Пульс еле заметный, неровный, дыханье слабело, лицо и уши и конечности рук посинели. Через некоторое время, как вошли мы, началась икота, беспокойные движенья руками, которыми он точно что-то отодвигал или снимал что-то…»
Казалось бы, вот он – конец. Но в Горках горьковских заполошенно сообщают о скором приезде Сталина, и акушерка Черткова вновь обильно колет классику камфору, после которой Алексей Максимович оживает, словно птица-феникс. Всё его пребывание в Горках-10 это хроника отложенной смерти. Словно бы Горький никак не решался уйти в мир иной без персонального соизволения Сталина. Об этом скажет и Мария Закревская-Будберг, бывшая гражданская жена Горького в эмиграции, сохранившая с ним на всю жизнь близкие отношения: «Умирал он, в сущности, 8-го, и если бы не посещение Сталина, вряд ли вернулся к жизни».
16 июня все воспряли: писатель почувствовал себя гораздо лучше. «Кризис миновал!» – поспешли отрапортовать врачи. Но уже на следующий день состояние «буревестника революции» сделалось критическим. Горький принялся задыхаться, пульс его начал бешено скакать, губы посинели… Через сутки великого писателя не стало.

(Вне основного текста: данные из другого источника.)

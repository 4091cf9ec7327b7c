use anyhow::Result;
use console::style;
use rustyline::DefaultEditor;
use rustyline::error::ReadlineError;
use strata_core::{Augmentation, Error, Orchestrator, QueryResponse, Role};
use termimad::MadSkin;
use tokio_util::sync::CancellationToken;

const HELP: &str = "\
  help      show this message
  clear     forget the conversation (keeps the system prompt)
  history   print the conversation so far
  clients   list registered tool providers
  exit      leave (also: quit, Ctrl+D)";

enum Command {
    Help,
    Clear,
    History,
    Clients,
    Exit,
    Query,
}

fn parse_command(input: &str) -> Command {
    match input.to_lowercase().as_str() {
        "help" => Command::Help,
        "clear" => Command::Clear,
        "history" => Command::History,
        "clients" => Command::Clients,
        "exit" | "quit" => Command::Exit,
        _ => Command::Query,
    }
}

/// Runs one query with Ctrl-C wired to its cancellation token.
async fn query(orchestrator: &mut Orchestrator, input: &str) -> strata_core::Result<QueryResponse> {
    let cancel = CancellationToken::new();
    let watcher = tokio::spawn({
        let cancel = cancel.clone();
        async move {
            if tokio::signal::ctrl_c().await.is_ok() {
                cancel.cancel();
            }
        }
    });

    let outcome = orchestrator.query_with_cancel(input, &cancel).await;
    watcher.abort();
    outcome
}

fn print_response(skin: &MadSkin, response: &QueryResponse) {
    if let Augmentation::Applied(n) = response.augmentation {
        println!("{}", style(format!("(used {n} knowledge chunk(s))")).dim());
    }
    skin.print_text(&response.content);
}

fn print_error(error: &Error) {
    match error {
        Error::Cancelled => println!("{}", style("Cancelled").yellow()),
        other => eprintln!("{} {}", style("✗").red().bold(), other),
    }
}

pub async fn ask_once(orchestrator: &mut Orchestrator, message: &str) -> Result<()> {
    let skin = MadSkin::default();
    match query(orchestrator, message).await {
        Ok(response) => {
            print_response(&skin, &response);
            Ok(())
        }
        Err(e) => {
            print_error(&e);
            Err(e.into())
        }
    }
}

pub async fn run(orchestrator: &mut Orchestrator) -> Result<()> {
    let skin = MadSkin::default();
    let history_path = strata_core::config::ensure_strata_dir()?.join("history.txt");
    let mut editor = DefaultEditor::new()?;
    let _ = editor.load_history(&history_path);

    println!("{}", style(format!("{} is ready", orchestrator.name())).cyan().bold());
    println!("{}\n", style("Type 'help' for commands, Ctrl+D to exit").dim());

    loop {
        let line = match editor.readline("> ") {
            Ok(line) => line,
            Err(ReadlineError::Interrupted) => continue,
            Err(ReadlineError::Eof) => break,
            Err(e) => return Err(e.into()),
        };
        let input = line.trim();
        if input.is_empty() {
            continue;
        }
        let _ = editor.add_history_entry(input);

        match parse_command(input) {
            Command::Help => println!("{HELP}"),
            Command::Clear => {
                orchestrator.clear_history();
                println!("{}", style("History cleared").dim());
            }
            Command::History => print_history(orchestrator),
            Command::Clients => {
                for name in orchestrator.provider_names() {
                    println!("  {} {}", style("•").green(), name);
                }
            }
            Command::Exit => break,
            Command::Query => match query(orchestrator, input).await {
                Ok(response) => print_response(&skin, &response),
                Err(e) => print_error(&e),
            },
        }
        println!();
    }

    let _ = editor.save_history(&history_path);
    println!("Goodbye!");
    Ok(())
}

fn print_history(orchestrator: &Orchestrator) {
    for message in orchestrator.history() {
        let role = match message.role {
            Role::System => style("system").dim(),
            Role::User => style("user").cyan(),
            Role::Assistant => style("assistant").green(),
            Role::Tool => style("tool").yellow(),
        };
        let mut text = preview(&message.content);
        if let Some(calls) = &message.tool_calls {
            let names: Vec<&str> = calls.iter().map(|c| c.name.as_str()).collect();
            text = format!("{text} [calls: {}]", names.join(", "));
        }
        println!("  {role}: {text}");
    }
}

fn preview(content: &str) -> String {
    const MAX: usize = 120;
    let single_line = content.replace('\n', " ");
    if single_line.chars().count() > MAX {
        format!("{}…", single_line.chars().take(MAX).collect::<String>())
    } else {
        single_line
    }
}
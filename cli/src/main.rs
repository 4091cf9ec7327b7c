use anyhow::Result;
use clap::{Parser, Subcommand};
use console::style;
use std::path::PathBuf;
use std::sync::Arc;
use strata_core::{
    Config, Error, LocalProvider, McpClient, Orchestrator, Retriever, VectorStore, config, mcp,
    providers,
};
use tracing::{info, warn};
use tracing_subscriber::{EnvFilter, layer::SubscriberExt, util::SubscriberInitExt};

mod knowledge;
mod repl;

#[derive(Parser)]
#[command(name = "strata")]
#[command(about = "strata - retrieval-augmented chat with pluggable tools", long_about = None)]
struct Cli {
    #[command(subcommand)]
    command: Option<Commands>,
}

#[derive(Subcommand)]
enum Commands {
    /// Ask one question or start an interactive session
    Chat {
        #[arg(short, long)]
        message: Option<String>,
    },
    /// Write the default configuration file
    Init {
        #[arg(long)]
        force: bool,
    },
    /// Embed documents and report how many were accepted
    Ingest {
        #[arg(required = true)]
        paths: Vec<PathBuf>,
    },
}

fn init_tracing(level: &str) {
    let filter = EnvFilter::try_from_default_env().unwrap_or_else(|_| EnvFilter::new(level));
    tracing_subscriber::registry()
        .with(tracing_subscriber::fmt::layer().with_writer(std::io::stderr))
        .with(filter)
        .init();
}

#[tokio::main]
async fn main() -> Result<()> {
    let cli = Cli::parse();
    let command = cli.command.unwrap_or(Commands::Chat { message: None });

    if let Commands::Init { force } = command {
        return run_init(force);
    }

    let config = Config::load_or_init()?;
    config.validate()?;
    init_tracing(&config.log_level);

    match command {
        Commands::Chat { message } => {
            let mut orchestrator = build_orchestrator(&config).await?;
            load_knowledge(&orchestrator, &config.knowledge_path()).await;

            let outcome = match message {
                Some(msg) => repl::ask_once(&mut orchestrator, &msg).await,
                None => repl::run(&mut orchestrator).await,
            };
            if let Err(e) = orchestrator.close().await {
                warn!(error = %e, "Some capability providers did not close cleanly");
            }
            outcome?;
        }
        Commands::Ingest { paths } => run_ingest(&config, &paths).await?,
        Commands::Init { .. } => {}
    }

    Ok(())
}

fn run_init(force: bool) -> Result<()> {
    let path = config::get_config_path();
    if config::config_exists() && !force {
        println!(
            "{} Config already exists at {} (use --force to overwrite)",
            style("!").yellow(),
            style(path.display()).cyan()
        );
        return Ok(());
    }

    let defaults = Config::default();
    config::save_config(&defaults)?;
    std::fs::create_dir_all(defaults.knowledge_path())?;

    println!("{} Configuration written", style("✓").green().bold());
    println!("  {} {}", style("→").green(), style(path.display()).cyan());
    println!(
        "  {} Put .md or .txt files in {}",
        style("→").green(),
        style(defaults.knowledge_path().display()).cyan()
    );
    println!(
        "  {} List tool servers in {}",
        style("→").green(),
        style(defaults.mcp_servers_path().display()).cyan()
    );
    Ok(())
}

fn build_retriever(config: &Config) -> Result<Arc<Retriever>> {
    let embedder = providers::create_embedder(config)?;
    let retriever = Retriever::new(embedder, Arc::new(VectorStore::new()))
        .with_concurrency(config.agent.ingest_concurrency);
    Ok(Arc::new(retriever))
}

async fn build_orchestrator(config: &Config) -> Result<Orchestrator> {
    let chat = providers::create_chat_provider(config)?;
    let retriever = build_retriever(config)?;
    let orchestrator = Orchestrator::new(chat, retriever, config.agent.orchestrator_config());

    orchestrator
        .add_provider("local", Arc::new(LocalProvider::builtin()))
        .await?;

    for server in mcp::load_server_configs(&config.mcp_servers_path())? {
        let name = server.name.clone();
        if let Err(e) = orchestrator
            .add_provider(&name, Arc::new(McpClient::new(server)))
            .await
        {
            warn!(server = %name, error = %e, "Skipping MCP server");
            eprintln!("{} {}", style("!").yellow(), e);
        }
    }

    info!(providers = ?orchestrator.provider_names(), "Orchestrator ready");
    Ok(orchestrator)
}

async fn load_knowledge(orchestrator: &Orchestrator, dir: &std::path::Path) {
    let documents = match knowledge::load_documents(dir) {
        Ok(documents) if documents.is_empty() => return,
        Ok(documents) => documents,
        Err(e) => {
            warn!(error = %e, "Could not read knowledge directory");
            return;
        }
    };

    match orchestrator.add_knowledge(&documents).await {
        Ok(stored) => info!(stored, "Knowledge loaded"),
        Err(e) => warn!(error = %e, "Knowledge partially loaded"),
    }
}

async fn run_ingest(config: &Config, paths: &[PathBuf]) -> Result<()> {
    let mut documents = vec![];
    for path in paths {
        documents.extend(knowledge::load_documents(path)?);
    }
    if documents.is_empty() {
        println!("{} No .md or .txt documents found", style("!").yellow());
        return Ok(());
    }

    let retriever = build_retriever(config)?;
    match retriever.add_documents(&documents).await {
        Ok(stored) => {
            println!(
                "{} Embedded {} document(s)",
                style("✓").green().bold(),
                stored
            );
            Ok(())
        }
        Err(Error::Aggregate(failures)) => {
            println!(
                "{} Embedded {} of {} document(s)",
                style("!").yellow(),
                retriever.store().len(),
                documents.len()
            );
            for (index, error) in failures.failures() {
                println!("  {} #{}: {}", style("✗").red(), index, error);
            }
            anyhow::bail!("{} document(s) failed", failures.len())
        }
        Err(e) => Err(e.into()),
    }
}
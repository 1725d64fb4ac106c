use thiserror::Error;

/// Failures turning user-supplied text into positions or moves.
///
/// These are the recoverable errors of the crate: callers re-prompt or
/// reject the input. Board-state corruption (a missing king, an undo
/// without a matching make) is a programming error and panics instead.
#[derive(Debug, Error)]
pub enum ParseError {
    #[error("invalid FEN ({0})")]
    Fen(String),
    #[error("unrecognized or illegal move: {0}")]
    San(String),
}
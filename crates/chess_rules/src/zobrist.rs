//! Zobrist hashing for chess positions.
//!
//! The hash is the XOR of random values for:
//! - each piece on each square (12 pieces x 64 squares),
//! - side to move (one value, folded in when Black is to move),
//! - the castling-rights state (16 values, indexed by a 4-bit mask),
//! - the en-passant file (8 values).
//!
//! Tables are generated at compile time from a fixed seed, so keys are
//! reproducible across runs and builds.

/// Pre-computed random values for Zobrist hashing.
pub struct ZobristKeys {
    /// Indexed by [`Piece::table_idx`][crate::Piece::table_idx] then square.
    pub pieces: [[u64; 64]; 12],
    /// XORed in when Black is to move.
    pub side_to_move: u64,
    /// Indexed by the castling mask: bit 0 = White O-O, bit 1 = White O-O-O,
    /// bit 2 = Black O-O, bit 3 = Black O-O-O.
    pub castling: [u64; 16],
    /// Indexed by the en-passant target file.
    pub en_passant: [u64; 8],
}

impl ZobristKeys {
    const fn new() -> Self {
        const fn xorshift64(mut state: u64) -> u64 {
            state ^= state << 13;
            state ^= state >> 7;
            state ^= state << 17;
            state
        }

        // Fixed seed so every run sees the same keys.
        let mut state = 0x9E37_79B9_7F4A_7C15u64;

        let mut pieces = [[0u64; 64]; 12];
        let mut p = 0;
        while p < 12 {
            let mut sq = 0;
            while sq < 64 {
                state = xorshift64(state);
                pieces[p][sq] = state;
                sq += 1;
            }
            p += 1;
        }

        state = xorshift64(state);
        let side_to_move = state;

        let mut castling = [0u64; 16];
        let mut i = 0;
        while i < 16 {
            state = xorshift64(state);
            castling[i] = state;
            i += 1;
        }

        let mut en_passant = [0u64; 8];
        let mut i = 0;
        while i < 8 {
            state = xorshift64(state);
            en_passant[i] = state;
            i += 1;
        }

        ZobristKeys {
            pieces,
            side_to_move,
            castling,
            en_passant,
        }
    }
}

/// Global Zobrist keys, computed at compile time.
pub static ZOBRIST: ZobristKeys = ZobristKeys::new();

#[cfg(test)]
#[path = "zobrist_tests.rs"]
mod zobrist_tests;
//! Chess rules engine: board state, legal move generation, draw and
//! terminal detection, FEN and SAN, and Zobrist position hashing.
//!
//! This crate knows nothing about searching or evaluating positions; it
//! provides the `Position` interface that engines drive via
//! `make_move`/`unmake_move` and `legal_moves`.

pub mod board;
pub mod draw;
pub mod error;
pub mod movegen;
pub mod perft;
pub mod san;
pub mod types;
pub mod zobrist;

pub use board::*;
pub use draw::*;
pub use error::ParseError;
pub use movegen::*;
pub use perft::perft;
pub use san::*;
pub use types::*;
pub use zobrist::ZOBRIST;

Засуетилась охрана. Явились энкавэдэшники, примчался Ягода. Он сразу приказал изъять все бумаги и опечатать все комнаты. Заявил семье, что тело Горького будет кремировано. Позднее урна с прахом по постановлению Политбюро ЦК ВКП(б) будет захоронена не на Новодевичьем кладбище, где писатель просил предать его земле рядом с сыном Максимом, а в кремлевской стене. Даже часть праха из траурной урны, как просила Екатерина Пешкова, семье не отдали. Сказали обтекаемо, но более чем понятно: «Нет решения».